Mind you, I'm told even new cars don't have spare wheels these days. To my mind, demonstrating that you can change a wheel in the event of a flat tyre should be part of the driving test!


----------



## syldale (Nov 3, 2010)

*spare wheel*



Randonneur said:


> Don't know why they can't still do it like my talbot express, spare wheel fits under the bonnet over the gearbox. The jack and wheelbrace stored in the seat box.
> 
> I find it amazing that people pay so much for new motorhomes and caravans and then have to buy spare wheels as extras, absolutely barmy!!!!
> 
> Mind you, I'm told even new cars don't have spare wheels these days. To my mind, demonstrating that you can change a wheel in the event of a flat tyre should be part of the driving test!


 hi randonneur you are right they should provied  a proper spare wheel .happy camping


----------



## noody (Nov 4, 2010)

My spare wheel fits into a space in an underfloor locker, I only carry my spare occasionally which I suppose is madness. The underfloor locker is used for kitesurf boards, if the spare is in there I can only get one board in, no spare wheel, two boards.

I'm driving a Burstner Elegance.

Go-on, tell me I'm silly driving around without a spare.


----------



## vwalan (Nov 4, 2010)

i drive around with two spares .and another two for the trailer. as well as all the instant fixes . i was a boyscout ..be prepared .


----------



## noody (Nov 4, 2010)

I forgot to mention that after lot's of negative comments from tyre fitters about that solution you squirt into your tube-less tyre I bought myself one of those rubber-string kits. You can easily repair a nailed tyre without even fully deflating. Seems they've become more and more popular instead of the full mushroom type repair which often needs the wheel to be re-balanced.
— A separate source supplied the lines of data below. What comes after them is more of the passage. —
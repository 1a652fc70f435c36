//! Transfer statistics and the reporting seam.
//!
//! Sessions run inside the pool, so their final numbers are handed to a
//! [`Reporter`] instead of being returned to whoever accepted them. Clients
//! return their [`TransferStats`] directly.

use std::net::SocketAddr;
use std::time::{Duration, Instant};

use tokio::sync::mpsc;
use tracing::{info, warn};

use crate::error::SessionError;

const MIB: f64 = 1024.0 * 1024.0;

/// Bytes moved over one connection and how long it took.
#[derive(Debug, Clone, Copy, PartialEq, Eq, Default)]
pub struct TransferStats {
    pub bytes: u64,
    pub elapsed: Duration,
}

impl TransferStats {
    pub fn new(bytes: u64, elapsed: Duration) -> Self {
        Self { bytes, elapsed }
    }

    pub fn elapsed_secs(&self) -> f64 {
        self.elapsed.as_secs_f64()
    }

    /// Throughput in bytes per second, or `None` for a zero-length interval.
    pub fn bytes_per_sec(&self) -> Option<f64> {
        let secs = self.elapsed_secs();
        (secs > 0.0).then(|| self.bytes as f64 / secs)
    }

    /// Throughput in MiB per second (0 for a zero-length interval).
    pub fn mib_per_sec(&self) -> f64 {
        self.bytes_per_sec().map_or(0.0, |b| b / MIB)
    }
}

/// Running byte counter with a wall clock started on creation.
#[derive(Debug)]
pub(crate) struct Meter {
    bytes: u64,
    started: Instant,
}

impl Meter {
    pub(crate) fn start() -> Self {
        Self {
            bytes: 0,
            started: Instant::now(),
        }
    }

    pub(crate) fn add(&mut self, n: usize) {
        self.bytes += n as u64;
    }

    pub(crate) fn bytes(&self) -> u64 {
        self.bytes
    }

    pub(crate) fn finish(&self) -> TransferStats {
        TransferStats::new(self.bytes, self.started.elapsed())
    }
}

/// How a session ended.
#[derive(Debug)]
pub enum SessionOutcome {
    /// The peer closed the stream.
    Completed,
    /// The server cancelled the session during shutdown.
    Cancelled,
    /// Malformed header or stream failure.
    Failed(SessionError),
}

impl SessionOutcome {
    pub fn is_completed(&self) -> bool {
        matches!(self, SessionOutcome::Completed)
    }
}

/// Final record of one server-side session.
#[derive(Debug)]
pub struct SessionReport {
    pub peer: SocketAddr,
    /// Payload length announced by the header, if one was read.
    pub declared: Option<u32>,
    pub stats: TransferStats,
    pub outcome: SessionOutcome,
}

/// Consumer of finished-session reports.
///
/// Called exactly once per session, from the session's own task.
pub trait Reporter: Send + Sync + 'static {
    fn session_finished(&self, report: SessionReport);
}

/// Reporter that writes each session as a `tracing` event.
#[derive(Debug, Default, Clone, Copy)]
pub struct LogReporter;

impl Reporter for LogReporter {
    fn session_finished(&self, report: SessionReport) {
        let stats = &report.stats;
        match &report.outcome {
            SessionOutcome::Failed(e) => warn!(
                peer = %report.peer,
                bytes = stats.bytes,
                seconds = stats.elapsed_secs(),
                error = %e,
                "Session failed"
            ),
            outcome => info!(
                peer = %report.peer,
                declared = ?report.declared,
                bytes = stats.bytes,
                seconds = stats.elapsed_secs(),
                mib_per_sec = stats.mib_per_sec(),
                cancelled = matches!(outcome, SessionOutcome::Cancelled),
                "Session finished"
            ),
        }
    }
}

/// Reporter that forwards every report over a channel.
#[derive(Debug, Clone)]
pub struct ChannelReporter {
    tx: mpsc::UnboundedSender<SessionReport>,
}

impl ChannelReporter {
    pub fn new() -> (Self, mpsc::UnboundedReceiver<SessionReport>) {
        let (tx, rx) = mpsc::unbounded_channel();
        (Self { tx }, rx)
    }
}

impl Reporter for ChannelReporter {
    fn session_finished(&self, report: SessionReport) {
        // Receiver gone means nobody is listening any more
        let _ = self.tx.send(report);
    }
}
When you insert the rubber string you twist the inserting tool to form a knot inside the tyre.

They-said.


----------



## noody (Nov 4, 2010)

I'd thought of that, the most sensible thing to-do would be to carry my spare though I only take the spare out for local journeys to the beach.
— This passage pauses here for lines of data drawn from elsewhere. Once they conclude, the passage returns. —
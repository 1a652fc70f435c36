//! Error types for byte-drain.
//!
//! Each concern gets its own enum so callers can tell a refused connect
//! apart from a connection that dropped halfway through a transfer.

use std::net::SocketAddr;

use thiserror::Error;

use crate::stats::TransferStats;

/// Frame header decoding errors.
#[derive(Debug, Clone, Copy, PartialEq, Eq, Error)]
pub enum FrameError {
    /// Fewer than 4 bytes were available for the length prefix.
    #[error("malformed frame header: got {received} of 4 bytes")]
    MalformedHeader { received: usize },
}

/// Reasons a server-side session ended without completing.
#[derive(Debug, Error)]
pub enum SessionError {
    #[error(transparent)]
    Frame(#[from] FrameError),

    /// Stream failure while reading the header or payload.
    #[error("transfer failed after {received} bytes: {source}")]
    Transfer {
        received: u64,
        #[source]
        source: std::io::Error,
    },
}

/// Session pool errors.
#[derive(Debug, Clone, Copy, PartialEq, Eq, Error)]
pub enum PoolError {
    /// The pool has started shutting down and accepts no more sessions.
    #[error("session pool is shut down")]
    Shutdown,
}

/// Connection acceptor errors.
#[derive(Debug, Error)]
pub enum AcceptorError {
    /// The listening socket could not be created or bound.
    #[error("failed to bind {address}: {source}")]
    Bind {
        address: String,
        #[source]
        source: std::io::Error,
    },

    /// `accept()` failed while the server was still running.
    #[error("failed to accept client connection: {0}")]
    Accept(#[source] std::io::Error),
}

/// Client connector errors.
#[derive(Debug, Error)]
pub enum ClientError {
    /// The outbound connection could not be established.
    #[error("could not connect to {target}: {source}")]
    Connect {
        target: String,
        #[source]
        source: std::io::Error,
    },

    /// `send_message` was called without an open connection.
    #[error("no connection to server")]
    NotConnected,

    /// The requested volume does not fit in the 4-byte length header.
    #[error("requested volume of {amount} {unit} exceeds the maximum frame size")]
    Overflow { amount: u64, unit: &'static str },

    /// The connection failed partway through sending.
    #[error("connection to {peer} dropped after sending {} bytes: {source}", .stats.bytes)]
    Transfer {
        peer: SocketAddr,
        stats: TransferStats,
        #[source]
        source: std::io::Error,
    },
}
My motorhome has an Alco chassis, I think there is a spare-wheel carrier that fits but I haven't yet researched the possibilty.

My last trip I towed a trailer, the van spare sat on the trailer A frame but I didn't have a spare for trailer, Murphy's-Law states that I would have had a blow-out on the trailer.

Do people actually have total failures on quality tyres ? I've only had two punctures in ten years. 


____________________________________________
Richard. Distinguished Kitesurfing Gentleman.
I don't do tricks.


----------



## Byronic (Nov 4, 2010)

With the mushroom type or any tyre puncture repaired from the exterior is generally considered a temporary fix until you can get a proper interior vulcanised repair, so as get you home solution would a short period of minor imbalance matter?


----------



## noody (Nov 4, 2010)

Continental Tyre customer service say you must-not use an internal vulcanised patch because then water can get through the nail-hole and rust the steel belts within the tyre.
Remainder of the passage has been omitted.